Action must be taken to resolve the issue or opportunity. “The ability to identify and communicate the action moves [the data scientist] from an employee to a strategic advisor,” he explains. “When you build muscle, you become a more reliable narrator of data.”

Digital shopping and social commerce in numbers

The global e-commerce company Shopify has announced a forecast for 2021, based on a survey in September 2020 among more than 10,000 consumers in 11 countries. We especially like the way he has integrated data from 2018 and 2019 to get a complete picture of how it is going and where we want to be in the future. Here are some highlights:

Young consumers are driving digital change. More than half of consumers (54%) transferred more of their spending to online channels. 67% of young consumers (under 35) did so.

Many buyers are reluctant to buy. Only 65%   of consumers said they bought something during the pandemic. 38% of retail stores do this less frequently than before the pandemic. 46% of all buyers say they do not want to buy anything in the store at the moment.

Consumers discover new brands via social media. Young consumers are increasing the demand for brands on social media platforms by 54%. But people of middle age (35-54 years) were not 43% behind. And 25% of the more than 55 consumers also discovered new brands on social media.

The buyer starts buying on social media. 28% of young online shoppers said they bought something via a social platform. It is compared to 20% of middle-aged consumers and 8% of people over 55.
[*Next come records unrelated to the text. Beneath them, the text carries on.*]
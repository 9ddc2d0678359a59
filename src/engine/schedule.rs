//! Weekly schedule - spreading training days over Monday..Sunday

use chrono::Weekday;
use serde::ser::SerializeMap;
use serde::{Deserialize, Deserializer, Serialize, Serializer};

use crate::exercises::CategoryRatios;
use crate::templates::workout as text;

pub const WEEKDAYS: [Weekday; 7] = [
    Weekday::Mon,
    Weekday::Tue,
    Weekday::Wed,
    Weekday::Thu,
    Weekday::Fri,
    Weekday::Sat,
    Weekday::Sun,
];

pub fn weekday_key(day: Weekday) -> &'static str {
    match day {
        Weekday::Mon => "monday",
        Weekday::Tue => "tuesday",
        Weekday::Wed => "wednesday",
        Weekday::Thu => "thursday",
        Weekday::Fri => "friday",
        Weekday::Sat => "saturday",
        Weekday::Sun => "sunday",
    }
}

#[derive(Debug, Clone, Copy, PartialEq, Eq, Serialize, Deserialize)]
#[serde(rename_all = "lowercase")]
pub enum DayType {
    Strength,
    Cardio,
    Flexibility,
    Rest,
}

impl DayType {
    pub fn name(&self) -> &'static str {
        match self {
            DayType::Strength => "Strength training",
            DayType::Cardio => "Cardio",
            DayType::Flexibility => "Flexibility training",
            DayType::Rest => "Rest",
        }
    }

    /// Nominal session length in minutes before the age modifier
    fn base_minutes(&self) -> (f64, f64) {
        match self {
            DayType::Strength => (45.0, 60.0),
            DayType::Cardio => (30.0, 45.0),
            DayType::Flexibility => (20.0, 30.0),
            DayType::Rest => (0.0, 0.0),
        }
    }
}

#[derive(Debug, Clone, PartialEq, Serialize, Deserialize)]
pub struct DayPlan {
    #[serde(rename = "type")]
    pub day_type: DayType,
    pub duration: String,
    pub description: String,
}

impl DayPlan {
    pub fn rest() -> Self {
        Self {
            day_type: DayType::Rest,
            duration: "0 minutes".to_string(),
            description: text::REST_DAY.to_string(),
        }
    }

    pub fn training(day_type: DayType, intensity: &str, duration_multiplier: f64) -> Self {
        let description = match day_type {
            DayType::Strength => text::strength_day(intensity),
            DayType::Cardio => text::cardio_day(intensity),
            DayType::Flexibility => text::FLEXIBILITY_DAY.to_string(),
            DayType::Rest => return Self::rest(),
        };

        let (low, high) = day_type.base_minutes();
        Self {
            day_type,
            duration: format!(
                "{}-{} minutes",
                (low * duration_multiplier).round_ties_even(),
                (high * duration_multiplier).round_ties_even()
            ),
            description,
        }
    }
}

/// Training days per category. Flexibility is the residual and may be negative.
#[derive(Debug, Clone, Copy, PartialEq, Eq)]
pub struct DayAllocation {
    pub strength: i32,
    pub cardio: i32,
    pub flexibility: i32,
}

impl DayAllocation {
    pub fn total(&self) -> i32 {
        self.strength + self.cardio + self.flexibility
    }
}

/// Split `days_per_week` by ratio, keeping at least one rest day
pub fn allocate_days(days_per_week: u8, ratios: &CategoryRatios) -> DayAllocation {
    let days = f64::from(days_per_week);
    let strength = (days * ratios.strength).round_ties_even() as i32;
    let cardio = (days * ratios.cardio).round_ties_even() as i32;
    let flexibility = i32::from(days_per_week) - strength - cardio;

    let mut allocation = DayAllocation { strength, cardio, flexibility };

    if allocation.total() >= 7 {
        if allocation.flexibility > 0 {
            allocation.flexibility -= 1;
        } else if allocation.cardio > allocation.strength {
            allocation.cardio -= 1;
        } else {
            allocation.strength -= 1;
        }
    }

    allocation
}

/// Seven days, Monday first
#[derive(Debug, Clone, PartialEq)]
pub struct WeeklySchedule {
    days: [DayPlan; 7],
}

impl WeeklySchedule {
    /// Strength days first, then cardio, then flexibility, rest for whatever is left
    pub fn build(allocation: &DayAllocation, intensity: &str, duration_multiplier: f64) -> Self {
        let blocks = [
            (DayType::Strength, allocation.strength),
            (DayType::Cardio, allocation.cardio),
            (DayType::Flexibility, allocation.flexibility),
        ];

        let mut assigned: Vec<DayPlan> = blocks
            .iter()
            .flat_map(|(day_type, count)| {
                std::iter::repeat_n(*day_type, (*count).max(0) as usize)
            })
            .take(WEEKDAYS.len())
            .map(|day_type| DayPlan::training(day_type, intensity, duration_multiplier))
            .collect();
        assigned.resize_with(WEEKDAYS.len(), DayPlan::rest);

        let days: [DayPlan; 7] = std::array::from_fn(|i| assigned[i].clone());
        Self { days }
    }

    pub fn day(&self, weekday: Weekday) -> &DayPlan {
        &self.days[weekday.num_days_from_monday() as usize]
    }

    pub fn iter(&self) -> impl Iterator<Item = (Weekday, &DayPlan)> {
        WEEKDAYS.iter().copied().zip(self.days.iter())
    }

    pub fn rest_days(&self) -> usize {
        self.days.iter().filter(|d| d.day_type == DayType::Rest).count()
    }
}

/// Serialized as `{"monday": {...}, ..., "sunday": {...}}`
impl Serialize for WeeklySchedule {
    fn serialize<S: Serializer>(&self, serializer: S) -> Result<S::Ok, S::Error> {
        let mut map = serializer.serialize_map(Some(self.days.len()))?;
        for (weekday, plan) in self.iter() {
            map.serialize_entry(weekday_key(weekday), plan)?;
        }
        map.end()
    }
}

#[derive(Deserialize)]
struct NamedDays {
    monday: DayPlan,
    tuesday: DayPlan,
    wednesday: DayPlan,
    thursday: DayPlan,
    friday: DayPlan,
    saturday: DayPlan,
    sunday: DayPlan,
}

/// Reads back the weekday-keyed map; key order does not matter
impl<'de> Deserialize<'de> for WeeklySchedule {
    fn deserialize<D: Deserializer<'de>>(deserializer: D) -> Result<Self, D::Error> {
        let named = NamedDays::deserialize(deserializer)?;
        Ok(Self {
            days: [
                named.monday,
                named.tuesday,
                named.wednesday,
                named.thursday,
                named.friday,
                named.saturday,
                named.sunday,
            ],
        })
    }
}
Physical solutions are gaining ground. 50% of consumers indicate that they want to make an appointment to buy in the store. 62% claim that contactless payment enables in-store purchases.

Why do we care? This purchase data fills in some of the stories we include in the Martech world. There is a lot of speculation about what the business climate will be like if things “return to normal”. It is no surprise that young buyers are at the forefront of digital adoption. Other age groups are not far behind. However, younger consumers can still become customers for a long time. To maintain this, brands need to deepen their interaction with companies and the values that mean so much to younger consumers. It makes social media the choice to use buttons that are comfortable, attractive, authentic, and … so many buttons on the platform

Clari announces the creation of the DevOps board

Clari, the revenue-generating operations platform in Sunnyvale, California, announced the creation of a DevOps Operations Council focused on training DevOps best practices and strategies and supporting professional development within the DevOps community.

Implemented in different ways by different brands, DevOps really breaks the silos between marketing, sales, and customer success and adapts them to pursue shared revenue goals. Some DevOps teams report to a Chief Revenue Officer.

The board is made up of executives from large companies and growing brands such as McAfee, Okta, Workday, and Zoom. Launch a 2021 research agenda with three main themes: identifying KPIs to drive growth initiatives; compile a single source of truth for DevOps; and communication and cadence for the different variants of the DevOps teams.

Because we care.

 Because B2B buyers are primarily digital and compelling reasons to align marketing and sales teams, few brands can afford separate sales and marketing silos. Expect to learn more about DevOps in 2021. Craig Rosenberg, Gartner’s senior vice president, spoke about DevOps during his speech at MarTech.

Quote of the day

Fusion operations … have been key to success for many people who have been able to make the flexible changes they needed and will continue to do because they had no silos in their operations. – data, processes, and job prospects are interconnected. Craig Rosenberg, considered VP, analyst, Gartner.